Henrique III, rei da Inglaterra, lorde da Irlanda e duque de Aquitânia, viveu 65 anos e governou 57 anos e 264 dias. Tendo em conta que, no século XIII, a esperança média de vida era muito baixa – muitas pessoas das classes mais baixas não tinham sequer a hipótese de chegar aos 30, defendem alguns historiadores –, o reinado de Henrique é visto como algo extraordinário. Era raro viver-se para lá dos 40 anos, quanto mais governar 57… Subiu ao trono quando tinha apenas nove anos, no meio da primeira Guerra dos Barões, um conflito que opôs barões rebeldes à coroa. Ficou conhecido por ser um rei que dedicava muito do seu tempo à religião: organizava grandes cerimónias, fazia grandes doações a organizações de caridade e era devoto à figura de Eduardo, o Confessor, figura que adotou como padroeiro. Ficou também conhecido por retirar grandes quantias de dinheiro aos judeus, fomentando a segregação da comunidade. O final do seu reinado ficou marcado pela segunda Guerra dos Barões, outro conflito que deixou o território numa grande instabilidade política e financeira. Morreu em 1272 e o seu caixão ainda hoje está guardado na Abadia de Westminster.

Rei Eduardo III
(1312-1377)

Eduardo de Windsor (como era conhecido) subiu ao trono quando tinha 14 anos. Viveu 65 e liderou o seu reino durante 50 anos e 147 dias. Este é mais um caso em que a coroa desafiou a esperança média de vida da altura, principalmente se tivermos em conta que, nessa época, a Europa estava a ser devastada pela Peste Negra – estima-se que esta praga tenha matado cerca de 75 milhões de pessoas em todo o continente (cerca de metade da população europeia da altura). Foi Eduardo III que iniciou a Guerra dos Cem Anos, uma série de conflitos armados que opôs a Inglaterra e a França (com os respetivos aliados) e que moldou a vida económica, política e social no resto da Europa. Eduardo III não tinha uma boa relação com o seu filho primogénito, Eduardo, mas diz a lenda que, quando este morreu, o pai não conseguiu conter as lágrimas e viveu o resto dos seus dias numa profunda melancolia. Morreu um ano depois do filho. De velhice e, dizem, de desgosto.
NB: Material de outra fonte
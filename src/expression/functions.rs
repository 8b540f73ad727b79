//! Catalog of functions callable with `:name(args)`.

use super::ast::{AggregateKind, BooleanKind, ScalarFunction};

/// What a catalog entry compiles to.
#[derive(Debug, Clone, Copy, PartialEq, Eq)]
pub enum FunctionKind {
    Scalar(ScalarFunction),
    Aggregate(AggregateKind),
    Boolean(BooleanKind),
    GroupBy,
}

/// Catalog entry: canonical name, kind and accepted argument count.
#[derive(Debug, Clone, Copy)]
pub struct FunctionSpec {
    pub name: &'static str,
    pub kind: FunctionKind,
    pub min_args: usize,
    /// `None` for variadic functions.
    pub max_args: Option<usize>,
}

impl FunctionSpec {
    pub fn accepts(&self, count: usize) -> bool {
        count >= self.min_args && self.max_args.map_or(true, |max| count <= max)
    }

    /// Human-readable arity for error messages.
    pub fn arity(&self) -> String {
        match self.max_args {
            Some(max) if max == self.min_args => format!("{}", max),
            Some(max) => format!("{} to {}", self.min_args, max),
            None => format!("at least {}", self.min_args),
        }
    }
}

const fn spec(
    name: &'static str,
    kind: FunctionKind,
    min_args: usize,
    max_args: Option<usize>,
) -> FunctionSpec {
    FunctionSpec {
        name,
        kind,
        min_args,
        max_args,
    }
}

static CATALOG: &[FunctionSpec] = &[
    spec("upper", FunctionKind::Scalar(ScalarFunction::Upper), 0, Some(0)),
    spec("lower", FunctionKind::Scalar(ScalarFunction::Lower), 0, Some(0)),
    spec("trim", FunctionKind::Scalar(ScalarFunction::Trim), 0, Some(0)),
    spec("length", FunctionKind::Scalar(ScalarFunction::Length), 0, Some(0)),
    spec("substring", FunctionKind::Scalar(ScalarFunction::Substring), 1, Some(2)),
    spec("concat", FunctionKind::Scalar(ScalarFunction::Concat), 1, None),
    spec("replace", FunctionKind::Scalar(ScalarFunction::Replace), 2, Some(2)),
    spec("round", FunctionKind::Scalar(ScalarFunction::Round), 0, Some(1)),
    spec("floor", FunctionKind::Scalar(ScalarFunction::Floor), 0, Some(0)),
    spec("ceil", FunctionKind::Scalar(ScalarFunction::Ceil), 0, Some(0)),
    spec("abs", FunctionKind::Scalar(ScalarFunction::Abs), 0, Some(0)),
    spec("year", FunctionKind::Scalar(ScalarFunction::Year), 0, Some(0)),
    spec("month", FunctionKind::Scalar(ScalarFunction::Month), 0, Some(0)),
    spec("day", FunctionKind::Scalar(ScalarFunction::Day), 0, Some(0)),
    spec("count", FunctionKind::Aggregate(AggregateKind::Count), 0, Some(1)),
    spec("sum", FunctionKind::Aggregate(AggregateKind::Sum), 0, Some(1)),
    spec("avg", FunctionKind::Aggregate(AggregateKind::Avg), 0, Some(1)),
    spec("min", FunctionKind::Aggregate(AggregateKind::Min), 0, Some(1)),
    spec("max", FunctionKind::Aggregate(AggregateKind::Max), 0, Some(1)),
    spec("any", FunctionKind::Boolean(BooleanKind::Any), 0, Some(1)),
    spec("all", FunctionKind::Boolean(BooleanKind::All), 1, Some(1)),
    spec("groupBy", FunctionKind::GroupBy, 1, Some(1)),
];

/// Look up a function by name (case-insensitive).
pub fn lookup(name: &str) -> Option<&'static FunctionSpec> {
    CATALOG.iter().find(|f| f.name.eq_ignore_ascii_case(name))
}

#[cfg(test)]
mod tests {
    use super::*;

    #[test]
    fn test_lookup_is_case_insensitive() {
        assert_eq!(lookup("groupby").unwrap().kind, FunctionKind::GroupBy);
        assert_eq!(
            lookup("UPPER").unwrap().kind,
            FunctionKind::Scalar(ScalarFunction::Upper)
        );
        assert!(lookup("frobnicate").is_none());
    }

    #[test]
    fn test_arity() {
        let substring = lookup("substring").unwrap();
        assert!(!substring.accepts(0));
        assert!(substring.accepts(1));
        assert!(substring.accepts(2));
        assert!(!substring.accepts(3));
        assert_eq!(substring.arity(), "1 to 2");
        assert_eq!(lookup("concat").unwrap().arity(), "at least 1");
    }
}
Rei Guilherme I da Escócia
(1143-1214)

Guilherme nasceu em 1143, no ano em que se dá a independência de Portugal. Viveu 71 anos (o que, para a altura, era considerado um feito) e reinou 48 anos e 360 dias. Depois da sua morte, ficou conhecido como “O Leão”, devido à sua tenacidade e ao seu espírito militar. Esta alcunha veio do símbolo que transportava na sua bandeira durante as batalhas – um leão vermelho. Durante um período de guerra com Inglaterra, Guilherme foi capturado por Henrique II de Inglaterra. Em troca, teve de ceder parte do seu reino – mais tarde conseguiu recuperar o território perdido. Teve o segundo reinado mais comprido da história da Escócia (depois de Jaime I) e, apesar de o seu casamento ter sido arranjado e de não ter sido bem-sucedido, conseguiu deixar vários filhos – duas das suas descendentes viriam a casar com os filhos do conhecido rei inglês João Sem Terra.

D. João I. O homem que reinou mais tempo em Portugal

Temos uma longa história ligada à monarquia, mas nenhum rei português reinou tantos anos quanto Isabel II (ou até mesmo quanto a rainha Vitória ou o rei Jorge III). Ao contrário do que se pensa, o reinado de D. Afonso Henriques não foi o mais longo: o rei que governou mais tempo Portugal foi D. João I, que envergou a coroa durante 48 anos (1385-1433). “O de Boa Memória”, como ficou conhecido, foi o primeiro monarca português da Casa de Avis. O seu reinado ficou marcado pela Batalha de Aljubarrota contra o reino de Castela e a conquista de Ceuta, um ponto estratégico que viria a ser essencial para a expansão marítima portuguesa, período que viria a ser conhecido como os Descobrimentos. D. Afonso Henriques, fundador de Portugal, aparece no segundo lugar da lista, com um reinado de 46 anos (1139-1185). Tal como o seu antepassado,
D. Dinis também ocupou o trono durante 46 anos (1279-1325). O quarto lugar é ocupado por D. João V (44 anos de reinado, entre 1706 e 1750) e D. Afonso V (43 anos de reinado, entre 1433 e 1481).